[[ Data excerpts open ]]

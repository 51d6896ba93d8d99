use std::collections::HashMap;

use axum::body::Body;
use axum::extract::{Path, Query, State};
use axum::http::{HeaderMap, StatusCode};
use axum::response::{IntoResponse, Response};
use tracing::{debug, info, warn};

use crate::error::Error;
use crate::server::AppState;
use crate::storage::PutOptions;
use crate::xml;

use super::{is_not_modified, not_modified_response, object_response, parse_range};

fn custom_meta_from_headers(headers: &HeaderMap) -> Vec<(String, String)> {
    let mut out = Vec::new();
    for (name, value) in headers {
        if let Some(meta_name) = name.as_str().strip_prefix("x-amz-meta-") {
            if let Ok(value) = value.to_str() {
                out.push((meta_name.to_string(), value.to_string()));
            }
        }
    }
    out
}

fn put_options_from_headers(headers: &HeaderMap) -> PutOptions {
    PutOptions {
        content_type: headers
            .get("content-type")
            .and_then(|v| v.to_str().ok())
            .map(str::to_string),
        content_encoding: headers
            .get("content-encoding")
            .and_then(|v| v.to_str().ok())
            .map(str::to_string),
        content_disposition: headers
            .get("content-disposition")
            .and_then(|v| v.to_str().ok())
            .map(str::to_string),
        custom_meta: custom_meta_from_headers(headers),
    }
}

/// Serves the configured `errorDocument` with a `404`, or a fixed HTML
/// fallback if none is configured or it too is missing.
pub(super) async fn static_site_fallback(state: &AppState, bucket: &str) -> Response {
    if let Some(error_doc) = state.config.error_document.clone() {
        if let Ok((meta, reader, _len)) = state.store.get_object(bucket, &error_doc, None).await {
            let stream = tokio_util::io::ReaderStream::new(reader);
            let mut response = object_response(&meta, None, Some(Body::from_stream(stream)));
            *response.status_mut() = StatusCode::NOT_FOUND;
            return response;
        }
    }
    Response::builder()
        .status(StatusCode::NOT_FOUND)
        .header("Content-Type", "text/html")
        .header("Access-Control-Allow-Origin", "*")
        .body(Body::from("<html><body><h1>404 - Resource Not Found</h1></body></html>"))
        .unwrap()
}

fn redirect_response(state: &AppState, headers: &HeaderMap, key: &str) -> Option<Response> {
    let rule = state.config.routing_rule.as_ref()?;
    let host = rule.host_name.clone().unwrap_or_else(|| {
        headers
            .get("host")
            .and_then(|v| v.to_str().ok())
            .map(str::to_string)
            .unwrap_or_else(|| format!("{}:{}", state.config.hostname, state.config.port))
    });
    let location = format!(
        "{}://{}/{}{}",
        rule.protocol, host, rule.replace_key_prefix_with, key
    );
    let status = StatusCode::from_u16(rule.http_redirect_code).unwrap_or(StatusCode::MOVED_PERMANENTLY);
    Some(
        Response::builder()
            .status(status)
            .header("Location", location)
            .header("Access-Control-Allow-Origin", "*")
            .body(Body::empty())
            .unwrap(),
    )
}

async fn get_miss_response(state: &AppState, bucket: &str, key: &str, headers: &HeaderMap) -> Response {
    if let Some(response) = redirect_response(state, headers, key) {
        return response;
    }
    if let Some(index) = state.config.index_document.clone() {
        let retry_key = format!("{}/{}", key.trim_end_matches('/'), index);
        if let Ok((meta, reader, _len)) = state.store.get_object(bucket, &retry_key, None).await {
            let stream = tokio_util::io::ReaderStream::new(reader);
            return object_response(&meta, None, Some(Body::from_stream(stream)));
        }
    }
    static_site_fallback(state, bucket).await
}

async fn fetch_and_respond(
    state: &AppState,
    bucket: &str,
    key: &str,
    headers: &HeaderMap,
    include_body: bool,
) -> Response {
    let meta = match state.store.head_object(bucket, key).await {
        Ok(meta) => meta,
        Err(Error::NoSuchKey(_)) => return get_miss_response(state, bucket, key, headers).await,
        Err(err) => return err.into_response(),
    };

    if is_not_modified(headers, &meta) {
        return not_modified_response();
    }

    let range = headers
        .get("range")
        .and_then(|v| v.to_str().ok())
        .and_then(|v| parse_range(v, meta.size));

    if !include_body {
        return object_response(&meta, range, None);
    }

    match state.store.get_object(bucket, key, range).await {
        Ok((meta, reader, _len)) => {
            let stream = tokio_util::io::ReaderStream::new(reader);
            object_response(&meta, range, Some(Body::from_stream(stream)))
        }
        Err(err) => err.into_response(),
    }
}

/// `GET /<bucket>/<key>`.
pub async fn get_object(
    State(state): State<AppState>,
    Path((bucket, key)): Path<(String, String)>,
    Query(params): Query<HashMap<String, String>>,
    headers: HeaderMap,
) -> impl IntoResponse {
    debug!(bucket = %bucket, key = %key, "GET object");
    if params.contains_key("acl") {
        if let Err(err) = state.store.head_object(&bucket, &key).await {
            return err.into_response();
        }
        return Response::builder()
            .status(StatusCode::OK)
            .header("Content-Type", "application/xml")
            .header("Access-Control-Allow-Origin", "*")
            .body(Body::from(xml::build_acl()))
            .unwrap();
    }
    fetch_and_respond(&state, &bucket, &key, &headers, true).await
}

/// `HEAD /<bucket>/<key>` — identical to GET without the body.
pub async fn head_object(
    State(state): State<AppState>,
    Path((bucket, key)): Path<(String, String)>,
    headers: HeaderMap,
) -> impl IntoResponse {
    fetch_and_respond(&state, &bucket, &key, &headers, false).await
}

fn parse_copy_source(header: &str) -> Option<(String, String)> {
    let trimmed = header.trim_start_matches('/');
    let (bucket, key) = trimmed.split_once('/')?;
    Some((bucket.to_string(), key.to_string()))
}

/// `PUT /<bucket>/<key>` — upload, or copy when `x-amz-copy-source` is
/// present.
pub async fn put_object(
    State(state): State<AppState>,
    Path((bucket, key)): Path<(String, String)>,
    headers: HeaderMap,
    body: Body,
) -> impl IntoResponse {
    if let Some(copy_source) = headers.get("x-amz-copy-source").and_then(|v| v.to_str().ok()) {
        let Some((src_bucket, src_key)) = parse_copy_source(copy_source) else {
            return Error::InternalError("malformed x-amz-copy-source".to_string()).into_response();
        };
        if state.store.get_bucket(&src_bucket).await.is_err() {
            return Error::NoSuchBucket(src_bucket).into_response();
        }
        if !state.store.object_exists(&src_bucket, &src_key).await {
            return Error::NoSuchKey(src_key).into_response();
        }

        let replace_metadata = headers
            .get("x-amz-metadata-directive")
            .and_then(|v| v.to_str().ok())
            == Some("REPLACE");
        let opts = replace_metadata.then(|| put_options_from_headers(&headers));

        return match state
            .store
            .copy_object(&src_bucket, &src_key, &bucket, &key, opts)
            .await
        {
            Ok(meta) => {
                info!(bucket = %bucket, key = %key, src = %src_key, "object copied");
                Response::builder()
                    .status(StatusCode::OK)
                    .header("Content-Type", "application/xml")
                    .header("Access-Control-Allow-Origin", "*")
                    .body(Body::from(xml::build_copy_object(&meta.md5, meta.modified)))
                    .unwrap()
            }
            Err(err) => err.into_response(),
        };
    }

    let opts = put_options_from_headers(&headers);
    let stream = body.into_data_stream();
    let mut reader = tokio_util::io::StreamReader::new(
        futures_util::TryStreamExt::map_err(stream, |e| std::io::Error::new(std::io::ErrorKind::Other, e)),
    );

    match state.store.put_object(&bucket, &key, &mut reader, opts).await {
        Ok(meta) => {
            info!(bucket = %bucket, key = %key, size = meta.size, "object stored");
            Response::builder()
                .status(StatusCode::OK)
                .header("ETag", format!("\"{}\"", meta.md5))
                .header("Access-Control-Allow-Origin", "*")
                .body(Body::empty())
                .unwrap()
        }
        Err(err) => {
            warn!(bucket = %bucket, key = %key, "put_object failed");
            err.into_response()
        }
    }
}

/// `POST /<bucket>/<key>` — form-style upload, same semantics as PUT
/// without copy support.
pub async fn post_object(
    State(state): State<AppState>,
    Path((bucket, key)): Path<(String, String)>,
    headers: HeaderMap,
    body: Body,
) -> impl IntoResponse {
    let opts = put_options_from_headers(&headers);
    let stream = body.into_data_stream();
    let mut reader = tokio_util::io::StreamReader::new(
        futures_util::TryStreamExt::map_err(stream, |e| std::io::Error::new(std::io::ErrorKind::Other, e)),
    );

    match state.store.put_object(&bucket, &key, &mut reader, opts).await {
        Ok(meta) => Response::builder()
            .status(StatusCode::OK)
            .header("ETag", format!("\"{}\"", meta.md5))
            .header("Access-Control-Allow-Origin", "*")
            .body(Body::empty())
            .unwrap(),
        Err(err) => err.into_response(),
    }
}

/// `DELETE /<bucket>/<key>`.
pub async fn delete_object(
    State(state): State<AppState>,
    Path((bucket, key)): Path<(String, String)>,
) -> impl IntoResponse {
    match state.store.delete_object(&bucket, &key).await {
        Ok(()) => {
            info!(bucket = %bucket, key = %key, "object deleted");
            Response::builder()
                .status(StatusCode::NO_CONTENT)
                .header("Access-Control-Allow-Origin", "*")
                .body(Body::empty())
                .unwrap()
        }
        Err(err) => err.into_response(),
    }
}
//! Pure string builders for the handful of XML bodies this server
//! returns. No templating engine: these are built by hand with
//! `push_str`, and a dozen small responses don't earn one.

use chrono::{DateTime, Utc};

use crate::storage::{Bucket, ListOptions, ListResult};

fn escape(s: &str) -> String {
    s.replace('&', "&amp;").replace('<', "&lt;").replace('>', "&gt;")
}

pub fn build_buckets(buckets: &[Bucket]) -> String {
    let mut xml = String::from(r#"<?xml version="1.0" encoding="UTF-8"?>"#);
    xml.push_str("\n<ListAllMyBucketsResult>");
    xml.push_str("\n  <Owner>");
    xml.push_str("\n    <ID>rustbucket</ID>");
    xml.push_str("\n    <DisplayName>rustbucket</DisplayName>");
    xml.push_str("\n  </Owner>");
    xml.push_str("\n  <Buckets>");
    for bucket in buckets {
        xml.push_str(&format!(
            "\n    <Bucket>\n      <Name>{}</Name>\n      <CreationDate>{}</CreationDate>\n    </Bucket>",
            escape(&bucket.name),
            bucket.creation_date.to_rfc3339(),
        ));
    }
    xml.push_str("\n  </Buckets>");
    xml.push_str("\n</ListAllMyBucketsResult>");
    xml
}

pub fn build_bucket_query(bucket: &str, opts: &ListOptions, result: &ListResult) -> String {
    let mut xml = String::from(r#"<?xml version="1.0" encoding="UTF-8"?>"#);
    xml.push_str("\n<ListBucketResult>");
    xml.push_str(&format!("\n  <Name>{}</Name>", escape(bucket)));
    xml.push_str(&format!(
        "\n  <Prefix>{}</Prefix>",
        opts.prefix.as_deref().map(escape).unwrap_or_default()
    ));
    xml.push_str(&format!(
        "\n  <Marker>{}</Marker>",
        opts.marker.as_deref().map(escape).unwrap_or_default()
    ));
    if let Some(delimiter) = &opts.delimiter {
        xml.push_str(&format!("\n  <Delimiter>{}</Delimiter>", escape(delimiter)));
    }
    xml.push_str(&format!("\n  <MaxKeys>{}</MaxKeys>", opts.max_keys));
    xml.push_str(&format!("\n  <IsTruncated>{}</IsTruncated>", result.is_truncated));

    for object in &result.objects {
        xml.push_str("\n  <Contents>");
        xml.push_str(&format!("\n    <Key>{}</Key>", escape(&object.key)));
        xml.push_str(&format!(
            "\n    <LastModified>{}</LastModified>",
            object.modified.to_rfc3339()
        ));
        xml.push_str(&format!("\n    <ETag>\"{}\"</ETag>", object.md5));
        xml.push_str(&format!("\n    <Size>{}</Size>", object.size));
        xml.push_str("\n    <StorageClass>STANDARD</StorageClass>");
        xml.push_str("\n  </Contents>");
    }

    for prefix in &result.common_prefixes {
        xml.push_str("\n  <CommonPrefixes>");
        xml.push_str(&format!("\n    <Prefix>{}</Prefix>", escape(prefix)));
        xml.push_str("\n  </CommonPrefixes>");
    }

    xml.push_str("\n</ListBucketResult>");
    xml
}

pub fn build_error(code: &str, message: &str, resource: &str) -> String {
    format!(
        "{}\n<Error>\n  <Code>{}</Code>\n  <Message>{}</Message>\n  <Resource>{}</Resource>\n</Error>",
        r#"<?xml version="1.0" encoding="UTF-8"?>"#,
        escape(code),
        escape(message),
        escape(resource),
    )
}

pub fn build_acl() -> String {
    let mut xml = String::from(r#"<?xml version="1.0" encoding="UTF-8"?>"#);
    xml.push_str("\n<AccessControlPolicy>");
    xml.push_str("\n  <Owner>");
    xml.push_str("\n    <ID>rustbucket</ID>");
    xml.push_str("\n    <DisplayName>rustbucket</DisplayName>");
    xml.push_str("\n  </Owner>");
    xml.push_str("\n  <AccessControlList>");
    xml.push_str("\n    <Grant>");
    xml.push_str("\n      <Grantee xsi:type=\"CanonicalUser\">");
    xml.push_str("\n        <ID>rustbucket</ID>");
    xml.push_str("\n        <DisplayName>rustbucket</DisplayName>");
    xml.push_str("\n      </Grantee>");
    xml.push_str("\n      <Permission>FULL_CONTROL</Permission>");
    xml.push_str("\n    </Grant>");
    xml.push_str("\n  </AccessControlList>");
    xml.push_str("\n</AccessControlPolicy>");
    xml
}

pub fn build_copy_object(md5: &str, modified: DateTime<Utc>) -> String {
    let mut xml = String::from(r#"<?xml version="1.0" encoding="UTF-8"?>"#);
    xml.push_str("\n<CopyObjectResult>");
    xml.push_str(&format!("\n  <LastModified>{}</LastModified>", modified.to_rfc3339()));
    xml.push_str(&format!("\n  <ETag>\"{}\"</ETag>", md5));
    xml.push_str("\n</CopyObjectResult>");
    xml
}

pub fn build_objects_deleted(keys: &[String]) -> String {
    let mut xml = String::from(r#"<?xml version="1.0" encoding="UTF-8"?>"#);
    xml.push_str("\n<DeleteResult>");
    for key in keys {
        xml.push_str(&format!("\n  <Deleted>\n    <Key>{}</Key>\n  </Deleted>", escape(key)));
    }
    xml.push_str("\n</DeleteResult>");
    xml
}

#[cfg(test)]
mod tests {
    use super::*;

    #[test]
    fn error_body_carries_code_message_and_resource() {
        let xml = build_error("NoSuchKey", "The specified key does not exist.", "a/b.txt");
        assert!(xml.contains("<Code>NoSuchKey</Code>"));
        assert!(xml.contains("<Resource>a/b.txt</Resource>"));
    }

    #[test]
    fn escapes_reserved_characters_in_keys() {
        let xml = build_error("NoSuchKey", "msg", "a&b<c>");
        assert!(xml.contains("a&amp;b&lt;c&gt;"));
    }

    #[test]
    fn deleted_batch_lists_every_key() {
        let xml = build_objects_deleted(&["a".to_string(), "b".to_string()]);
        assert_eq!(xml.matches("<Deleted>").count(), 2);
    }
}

[[ Data excerpts closed ]]

§ Task directions: Search the entries above for the string "rule". Copy each line that holds it.

§ Exercise result:
    let rule = state.config.routing_rule.as_ref()?;
    let host = rule.host_name.clone().unwrap_or_else(|| {
        rule.protocol, host, rule.replace_key_prefix_with, key
    let status = StatusCode::from_u16(rule.http_redirect_code).unwrap_or(StatusCode::MOVED_PERMANENTLY);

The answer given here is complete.